Le ragioni tutte evidenziate conducono alla declaratoria di inammissibilità del motivo.

Il quesito, poi, relativo al secondo motivo – con il quale si censura una supposta violazione delle norme in materia di liquidazione delle spese giudiziali – è generico e non indica quali sarebbero state le violazioni in concreto commesse dal giudice nel liquidare le spese processuali con riferimento, sia agli importi riconosciuti, sia alle singole voci di tariffa relative all’attività defensionale svolta, che la liquidazione operata avrebbe violato.

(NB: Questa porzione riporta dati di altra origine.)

impl Paginator {
    #[must_use]
    pub fn builder(options: MenuOptions) -> PaginatorBuilder {
        PaginatorBuilder::new(options)
    }

    /// Total number of pages.
    #[must_use]
    pub fn pages(&self) -> usize {
        self.pages
    }

    /// Render a single page. Pure: the same page renders identically every
    /// time.
    #[must_use]
    pub fn render_page(&self, page: usize) -> MenuContent {
        let start = (page - 1) * self.items_per_page;
        let end = usize::min(self.items.len(), page * self.items_per_page);

        let mut content = MenuContent::default();
        if let Some(page_text) = &self.page_text {
            if let Some(text) = page_text(page, self.pages) {
                content.text = text;
            }
        }

        if self.columns == 1 {
            let mut description = String::new();
            for (offset, item) in self.items[start..end].iter().enumerate() {
                description.push('\n');
                if self.number_items {
                    description.push_str(&format!("`{}.`", start + offset + 1));
                }
                description.push_str(item);
            }
            content.description = description;
        } else {
            let per_column = (end - start).div_ceil(self.columns);
            for column in 0..self.columns {
                let mut value = String::new();
                let column_start = start + column * per_column;
                let column_end = usize::min(end, start + (column + 1) * per_column);
                for index in column_start..column_end {
                    value.push('\n');
                    if self.number_items {
                        value.push_str(&format!("{}. ", index + 1));
                    }
                    value.push_str(&self.items[index]);
                }
                content.fields.push(EmbedField {
                    name: String::new(),
                    value,
                    inline: true,
                });
            }
        }

        if let Some(page_color) = &self.page_color {
            content.color = page_color(page, self.pages);
        }
        if self.show_page_numbers {
            content.footer = Some(format!("Page {page}/{}", self.pages));
        }
        content
    }

    fn into_nav(&mut self) -> NavLoop<'_, impl Fn(usize) -> MenuContent + '_> {
        let final_action = self.options.final_action.take();
        NavLoop {
            waiter: &self.options.waiter,
            transport: &self.options.transport,
            auth: Arc::new(self.options.auth.clone()),
            menu_id: self.options.id,
            timeout: self.options.timeout,
            pages: self.pages,
            bulk_skip: self.bulk_skip,
            wrap_page_ends: self.wrap_page_ends,
            wait_on_single_page: self.wait_on_single_page,
            allow_text_input: self.allow_text_input,
            left_keyword: self.left_keyword.clone(),
            right_keyword: self.right_keyword.clone(),
            render: |page| self.render_page(page),
            final_action,
        }
    }
}

#[async_trait]
impl Menu for Paginator {
    async fn display_in(mut self, channel_id: ChannelId) -> MenuResult<()> {
        self.into_nav().start_in(channel_id).await
    }

    async fn display_as(mut self, message: MessageRef) -> MenuResult<()> {
        self.into_nav().start_as(message).await
    }
}

/// Builder for [`Paginator`]. `build` is the single validation point.
pub struct PaginatorBuilder {
    options: MenuOptions,
    items: Vec<String>,
    columns: usize,
    items_per_page: usize,
    number_items: bool,
    show_page_numbers: bool,
    wait_on_single_page: bool,
    bulk_skip: usize,
    wrap_page_ends: bool,
    left_keyword: Option<String>,
    right_keyword: Option<String>,
    allow_text_input: bool,
    page_text: Option<PageTextFn>,
    page_color: Option<PageColorFn>,
}

impl PaginatorBuilder {
    fn new(options: MenuOptions) -> Self {
        Self {
            options,
            items: Vec::new(),
            columns: 1,
            items_per_page: 10,
            number_items: false,
            show_page_numbers: true,
            wait_on_single_page: false,
            bulk_skip: 1,
            wrap_page_ends: false,
            left_keyword: None,
            right_keyword: None,
            allow_text_input: false,
            page_text: None,
            page_color: None,
        }
    }

    #[must_use]
    pub fn item(mut self, item: impl Into<String>) -> Self {
        self.items.push(item.into());
        self
    }

    #[must_use]
    pub fn items(mut self, items: impl IntoIterator<Item = String>) -> Self {
        self.items.extend(items);
        self
    }

    /// Side-by-side columns per page, 1 through 3.
    #[must_use]
    pub fn columns(mut self, columns: usize) -> Self {
        self.columns = columns;
        self
    }

    #[must_use]
    pub fn items_per_page(mut self, items_per_page: usize) -> Self {
        self.items_per_page = items_per_page;
        self
    }

    /// Prefix each item with its 1-based ordinal.
    #[must_use]
    pub fn number_items(mut self, number_items: bool) -> Self {
        self.number_items = number_items;
        self
    }

    #[must_use]
    pub fn show_page_numbers(mut self, show_page_numbers: bool) -> Self {
        self.show_page_numbers = show_page_numbers;
        self
    }

    /// Keep the menu interactive even when everything fits on one page.
    #[must_use]
    pub fn wait_on_single_page(mut self, wait_on_single_page: bool) -> Self {
        self.wait_on_single_page = wait_on_single_page;
        self
    }

    /// Pages jumped by the fast-skip reactions; values below 1 mean no bulk
    /// skip.
    #[must_use]
    pub fn bulk_skip(mut self, bulk_skip: usize) -> Self {
        self.bulk_skip = usize::max(bulk_skip, 1);
        self
    }

    #[must_use]
    pub fn wrap_page_ends(mut self, wrap_page_ends: bool) -> Self {
        self.wrap_page_ends = wrap_page_ends;
        self
    }

    /// Typed keywords navigating one page left/right. Both must be set for
    /// keyword input to be active.
    #[must_use]
    pub fn keywords(mut self, left: impl Into<String>, right: impl Into<String>) -> Self {
        self.left_keyword = Some(left.into());
        self.right_keyword = Some(right.into());
        self
    }

    /// Accept typed page numbers.
    #[must_use]
    pub fn allow_text_input(mut self, allow_text_input: bool) -> Self {
        self.allow_text_input = allow_text_input;
        self
    }

    /// Plain message text above the embed, recomputed per page.
    #[must_use]
    pub fn page_text<F>(mut self, page_text: F) -> Self
    where
        F: Fn(usize, usize) -> Option<String> + Send + Sync + 'static,
    {
        self.page_text = Some(Box::new(page_text));
        self
    }

    /// Embed color, recomputed per page.
    #[must_use]
    pub fn page_color<F>(mut self, page_color: F) -> Self
    where
        F: Fn(usize, usize) -> Option<Colour> + Send + Sync + 'static,
    {
        self.page_color = Some(Box::new(page_color));
        self
    }

    /// Validate the configuration and produce the widget.
    ///
    /// # Errors
    /// Returns an error when no items were added, `items_per_page` is zero,
    /// or `columns` is outside 1..=3.
    pub fn build(self) -> MenuResult<Paginator> {
        if self.items.is_empty() {
            return Err(MenuError::NoItems);
        }
        if self.items_per_page == 0 {
            return Err(MenuError::ItemsPerPage);
        }
        if !(1..=3).contains(&self.columns) {
            return Err(MenuError::Columns(self.columns));
        }
        let pages = self.items.len().div_ceil(self.items_per_page);
        Ok(Paginator {
            options: self.options,
            items: self.items,
            columns: self.columns,
            items_per_page: self.items_per_page,
            number_items: self.number_items,
            show_page_numbers: self.show_page_numbers,
            wait_on_single_page: self.wait_on_single_page,
            bulk_skip: self.bulk_skip,
            wrap_page_ends: self.wrap_page_ends,
            left_keyword: self.left_keyword,
            right_keyword: self.right_keyword,
            allow_text_input: self.allow_text_input,
            page_text: self.page_text,
            page_color: self.page_color,
            pages,
        })
    }
}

In tal modo, la Corte di legittimità si trova nell’impossibilità di enunciare un o i principii di diritto che diano soluzione al caso concreto (Cass. ord. 24.7.2008 n. 20409; S.U. ord. 5.2.2008 n. 2658;

Sez. Un. 5.1.2007 n. 36, e successive conformi).

Nè il quesito correttamente posto può essere desunto dal contenuto e dall’illustrazione del motivo che lo precede, e neppure può essere integrato il primo con il secondo.

Nè alcun rilievo, per le ragioni evidenziate può attribuirsi, in questa sede, alla produzione documentale avvenuta con il deposito di memoria ai sensi dell’art. 278 cod. proc. civ., posto che, in ogni caso, non potrebbe alterare le precedenti ragioni di inammissibilità del ricorso proposto.

Conclusivamente, il ricorso è inammissibile.

Le spese seguono la soccombenza e, liquidate come in dispositivo in favore dei resistenti, sono poste a carico solidale dei ricorrenti.

P.Q.M.

La Corte dichiara inammissibile il ricorso. Condanna i ricorrenti in solido al pagamento delle spese in favore dei resistenti, che liquida in complessivi Euro 3.200,00, di cui Euro 3.000,00 per onorari, oltre spese generali ed accessori di legge.

Così deciso in Roma, nella Camera di consiglio della terza sezione civile della Corte di cassazione, il 13 luglio 2011.